Task statement:
Line tally for "loaded": state how many lines of the entries include it, with no other text.

[[ Extracted data open ]]

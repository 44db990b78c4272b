use serde::{Deserialize, Serialize};

use crate::card::{Card, Suit};
use crate::game_state::{GameState, Phase};
use crate::player::{PlayerId, Role};
use crate::table::TableSlot;

/// What one participant is allowed to see. Only the viewer's own hand is
/// spelled out; the opponent appears as a card count. Table, trump and pack
/// size are public.
#[derive(Debug, Clone, PartialEq, Serialize, Deserialize)]
#[serde(rename_all = "camelCase")]
pub struct StateView {
    pub players: Vec<PlayerView>,
    pub table: Vec<TableSlot>,
    pub trump_suit: Suit,
    pub deck_remaining: usize,
    pub current_turn: Option<PlayerId>,
    pub phase: Phase,
}

#[derive(Debug, Clone, PartialEq, Serialize, Deserialize)]
#[serde(rename_all = "camelCase")]
pub struct PlayerView {
    pub id: PlayerId,
    pub name: String,
    pub role: Option<Role>,
    pub hand_size: usize,
    pub hand: Option<Vec<Card>>,
}

impl GameState {
    /// Pure read accessor; never mutates and never exposes the opponent's
    /// card faces.
    pub fn project(&self, for_player: PlayerId) -> StateView {
        StateView {
            players: self
                .players
                .iter()
                .map(|p| PlayerView {
                    id: p.id,
                    name: p.name.clone(),
                    role: p.role,
                    hand_size: p.hand.len(),
                    hand: (p.id == for_player).then(|| p.hand.clone()),
                })
                .collect(),
            table: self.table.clone(),
            trump_suit: self.trump_suit(),
            deck_remaining: self.deck.remaining(),
            current_turn: self.current_turn,
            phase: self.phase,
        }
    }
}

#[cfg(test)]
mod tests {
    use itertools::iproduct;
    use strum::IntoEnumIterator;

    use crate::card::{Card, Rank, Suit};
    use crate::deck::Deck;
    use crate::game_state::{GameState, Phase};
    use crate::player::Role;

    #[test]
    fn projection_shows_own_hand_and_hides_the_opponents() {
        let cards: Vec<Card> = iproduct!(Suit::iter(), Rank::iter())
            .map(|(suit, rank)| Card { suit, rank })
            .take(13)
            .collect();
        let mut game = GameState::with_deck(Deck::rigged(cards, Suit::Clubs));
        game.join(1, "Alice").unwrap();
        game.join(2, "Bob").unwrap();

        let view = game.project(2);

        assert_eq!(view.phase, Phase::Playing);
        assert_eq!(view.current_turn, Some(1));
        assert_eq!(view.trump_suit, Suit::Clubs);
        assert_eq!(view.deck_remaining, game.deck.remaining());

        let alice = &view.players[0];
        assert_eq!(alice.role, Some(Role::Attacker));
        assert_eq!(alice.hand_size, 6);
        assert_eq!(alice.hand, None);

        let bob = &view.players[1];
        assert_eq!(bob.role, Some(Role::Defender));
        assert_eq!(bob.hand_size, 6);
        assert_eq!(bob.hand.as_deref(), Some(game.players[1].hand.as_slice()));
    }

    #[test]
    fn projection_for_a_stranger_hides_every_hand() {
        let mut game = GameState::new();
        game.join(1, "Alice").unwrap();
        game.join(2, "Bob").unwrap();

        let view = game.project(99);
        assert!(view.players.iter().all(|p| p.hand.is_none()));
    }
}
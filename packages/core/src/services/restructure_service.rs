//! Restructure Service
//!
//! Boundary facade over the tree engine. Request handlers (HTTP, IPC, CLI) call
//! this service instead of the engine functions so that the same guards apply
//! everywhere:
//!
//! - loaded trees are admitted only if they are small enough, single-space,
//!   duplicate-free and acyclic
//! - plans come back with operator-facing warnings
//! - commits are validated against the loaded tree and re-ordered
//!   (parent-changes first) before any executor call

use crate::config::EngineConfig;
use crate::models::{ExecutionReport, MoveOperation, PageNode, TreeSnapshot, ValidationError};
use crate::operations::{commit_move_plan, CommitOptions, MoveExecutor};
use crate::services::error::RestructureError;
use crate::tree::{
    apply_drag_drop, compute_move_plan, find_duplicate_ids, has_cycle, order_plan,
    validate_plan_against_tree, walk_tree, DropPosition,
};
use serde::{Deserialize, Serialize};

pub const NO_CHANGES_WARNING: &str = "No changes detected.";

/// Computed plan plus operator-facing warnings.
#[derive(Debug, Clone, PartialEq, Serialize, Deserialize)]
#[serde(rename_all = "camelCase")]
pub struct PlanResponse {
    pub plan: Vec<MoveOperation>,
    pub warnings: Vec<String>,
}

/// Validation outcome; `ok` is true exactly when `errors` is empty.
#[derive(Debug, Clone, PartialEq, Serialize, Deserialize)]
#[serde(rename_all = "camelCase")]
pub struct ValidateResponse {
    pub ok: bool,
    pub errors: Vec<ValidationError>,
}

/// Facade applying admission, validation and ordering guards around the engine
#[derive(Debug, Clone)]
pub struct RestructureService {
    config: EngineConfig,
}

impl RestructureService {
    /// Create a service, rejecting invalid configuration.
    pub fn new(config: EngineConfig) -> Result<Self, RestructureError> {
        config.validate().map_err(RestructureError::invalid_config)?;
        Ok(Self { config })
    }

    pub fn config(&self) -> &EngineConfig {
        &self.config
    }

    /// Admit a freshly loaded tree as the editing baseline.
    ///
    /// Returns a snapshot of a normalized copy; the cached `parent_id` and
    /// `position` fields of the input are not trusted.
    pub fn admit_tree(&self, tree: &PageNode) -> Result<TreeSnapshot, RestructureError> {
        let page_count = tree.node_count();
        if page_count > self.config.max_pages {
            return Err(RestructureError::tree_rejected(format!(
                "Tree has more than {} pages. Narrow your root page.",
                self.config.max_pages
            )));
        }

        let duplicates = find_duplicate_ids(tree);
        if !duplicates.is_empty() {
            return Err(RestructureError::tree_rejected(format!(
                "Duplicate page ids in tree: {}",
                duplicates.join(", ")
            )));
        }

        if has_cycle(tree) {
            return Err(RestructureError::tree_rejected("Tree contains a cycle."));
        }

        let mut single_space = true;
        walk_tree(tree, |node, _, _| {
            if node.space_key != tree.space_key {
                single_space = false;
            }
        });
        if !single_space {
            return Err(RestructureError::tree_rejected(
                "Cross-space trees are not supported.",
            ));
        }

        let mut normalized = tree.clone();
        normalized.normalize();

        tracing::info!(
            "Admitted tree rooted at '{}' ({} pages, space {})",
            normalized.id,
            page_count,
            normalized.space_key
        );
        Ok(TreeSnapshot::from_tree(normalized))
    }

    /// Apply one drag-and-drop edit to the draft.
    pub fn drag_drop(
        &self,
        draft: &PageNode,
        dragged_id: &str,
        target_id: &str,
        position: DropPosition,
    ) -> Result<PageNode, RestructureError> {
        Ok(apply_drag_drop(draft, dragged_id, target_id, position)?)
    }

    /// Compute the move plan from `original` to `draft`.
    pub fn plan(&self, original: &PageNode, draft: &PageNode) -> Result<PlanResponse, RestructureError> {
        let plan = compute_move_plan(original, draft)?;
        let warnings = if plan.is_empty() {
            vec![NO_CHANGES_WARNING.to_string()]
        } else {
            Vec::new()
        };

        tracing::debug!("Computed plan with {} operation(s)", plan.len());
        Ok(PlanResponse { plan, warnings })
    }

    /// Validate an arbitrary plan against the loaded tree.
    pub fn validate(&self, tree: &PageNode, plan: &[MoveOperation]) -> ValidateResponse {
        let errors = validate_plan_against_tree(tree, plan);
        ValidateResponse {
            ok: errors.is_empty(),
            errors,
        }
    }

    /// Validate, order and execute a plan.
    ///
    /// # Errors
    ///
    /// - `PlanRejected` if validation reports any finding (dry runs included)
    /// - `TreeOperation` if the plan is malformed
    ///
    /// Per-operation failures are part of the returned report.
    pub async fn commit<E>(
        &self,
        tree: &PageNode,
        plan: &[MoveOperation],
        executor: &E,
        options: &CommitOptions,
    ) -> Result<ExecutionReport, RestructureError>
    where
        E: MoveExecutor + ?Sized,
    {
        let errors = validate_plan_against_tree(tree, plan);
        if !errors.is_empty() {
            tracing::warn!(
                "Refusing to commit plan with {} validation finding(s)",
                errors.len()
            );
            return Err(RestructureError::plan_rejected(errors));
        }

        let ordered = order_plan(plan);
        Ok(commit_move_plan(&ordered, executor, options).await?)
    }
}

impl Default for RestructureService {
    fn default() -> Self {
        Self {
            config: EngineConfig::default(),
        }
    }
}

#[cfg(test)]
#[path = "restructure_service_test.rs"]
mod restructure_service_test;
//! Tests for sequential plan execution

#[cfg(test)]
mod tests {
    use crate::models::{ExecutionStatus, MoveOperation, MoveReason, PlacementRef};
    use crate::operations::{
        commit_move_plan, CancellationFlag, CommitOptions, MoveExecutor, MoveFailure,
        TreeOperationError,
    };
    use async_trait::async_trait;
    use std::collections::HashMap;
    use std::sync::Mutex;

    /// Records every call and fails pages listed in `failures`
    #[derive(Default)]
    struct RecordingExecutor {
        calls: Mutex<Vec<String>>,
        failures: HashMap<String, String>,
        cancel_after_first: Option<CancellationFlag>,
    }

    impl RecordingExecutor {
        fn failing(page_id: &str, message: &str) -> Self {
            let mut failures = HashMap::new();
            failures.insert(page_id.to_string(), message.to_string());
            Self {
                failures,
                ..Default::default()
            }
        }

        fn calls(&self) -> Vec<String> {
            self.calls.lock().unwrap().clone()
        }
    }

    #[async_trait]
    impl MoveExecutor for RecordingExecutor {
        async fn move_page(&self, operation: &MoveOperation) -> Result<(), MoveFailure> {
            self.calls.lock().unwrap().push(operation.page_id.clone());
            if let Some(flag) = &self.cancel_after_first {
                flag.cancel();
            }
            match self.failures.get(&operation.page_id) {
                Some(message) => Err(MoveFailure::new(message.clone())),
                None => Ok(()),
            }
        }
    }

    fn op(page_id: &str, reason: MoveReason) -> MoveOperation {
        MoveOperation {
            page_id: page_id.to_string(),
            from_parent_id: Some("root".to_string()),
            to_parent_id: Some("root".to_string()),
            from_index: 0,
            to_index: 1,
            placement: PlacementRef::after("x"),
            reason,
        }
    }

    fn sample_plan() -> Vec<MoveOperation> {
        vec![
            op("moved", MoveReason::ParentChange),
            op("a", MoveReason::Reorder),
            op("b", MoveReason::Reorder),
        ]
    }

    #[tokio::test]
    async fn test_executes_in_plan_order() {
        let executor = RecordingExecutor::default();
        let report = commit_move_plan(&sample_plan(), &executor, &CommitOptions::default())
            .await
            .unwrap();

        assert_eq!(executor.calls(), vec!["moved", "a", "b"]);
        assert_eq!(report.total, 3);
        assert_eq!(report.succeeded, 3);
        assert_eq!(report.failed, 0);
        assert!(report.is_complete());
    }

    #[tokio::test]
    async fn test_dry_run_never_calls_executor() {
        let executor = RecordingExecutor::default();
        let report = commit_move_plan(&sample_plan(), &executor, &CommitOptions::dry_run())
            .await
            .unwrap();

        assert!(executor.calls().is_empty());
        assert_eq!(report.skipped, 3);
        assert_eq!(report.succeeded, 0);
        assert!(report
            .items
            .iter()
            .all(|item| item.status == ExecutionStatus::Skipped && !item.retryable));
    }

    #[tokio::test]
    async fn test_failure_does_not_halt_batch() {
        let executor = RecordingExecutor::failing("a", "Move failed (a): 404 Not Found");
        let report = commit_move_plan(&sample_plan(), &executor, &CommitOptions::default())
            .await
            .unwrap();

        assert_eq!(executor.calls(), vec!["moved", "a", "b"]);
        assert_eq!(report.succeeded, 2);
        assert_eq!(report.failed, 1);
        let failed = &report.items[1];
        assert_eq!(failed.status, ExecutionStatus::Failed);
        assert_eq!(failed.message, "Move failed (a): 404 Not Found");
        assert!(!failed.retryable);
    }

    #[tokio::test]
    async fn test_server_errors_are_flagged_retryable() {
        let executor = RecordingExecutor::failing("b", "Move failed (b): 503 Service Unavailable");
        let report = commit_move_plan(&sample_plan(), &executor, &CommitOptions::default())
            .await
            .unwrap();

        assert!(report.items[2].retryable);
    }

    #[tokio::test]
    async fn test_cancellation_skips_remaining_operations() {
        let flag = CancellationFlag::new();
        let executor = RecordingExecutor {
            cancel_after_first: Some(flag.clone()),
            ..Default::default()
        };
        let options = CommitOptions::default().with_cancellation(flag);

        let report = commit_move_plan(&sample_plan(), &executor, &options)
            .await
            .unwrap();

        assert_eq!(executor.calls(), vec!["moved"]);
        assert_eq!(report.succeeded, 1);
        assert_eq!(report.skipped, 2);
        assert_eq!(report.total, 3);
    }

    #[tokio::test]
    async fn test_malformed_plan_aborts_before_any_call() {
        let executor = RecordingExecutor::default();
        let mut plan = sample_plan();
        plan[2].placement.reference_page_id = String::new();

        let err = commit_move_plan(&plan, &executor, &CommitOptions::default())
            .await
            .unwrap_err();

        assert!(matches!(err, TreeOperationError::MalformedPlan { index: 2, .. }));
        assert!(executor.calls().is_empty());
    }

    #[tokio::test]
    async fn test_accepts_trait_objects() {
        let executor = RecordingExecutor::default();
        let dyn_executor: &dyn MoveExecutor = &executor;
        let report = commit_move_plan(&sample_plan()[..1], dyn_executor, &CommitOptions::default())
            .await
            .unwrap();
        assert_eq!(report.succeeded, 1);
    }
}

[[ Extracted data closed ]]

Reply to the exercise:
4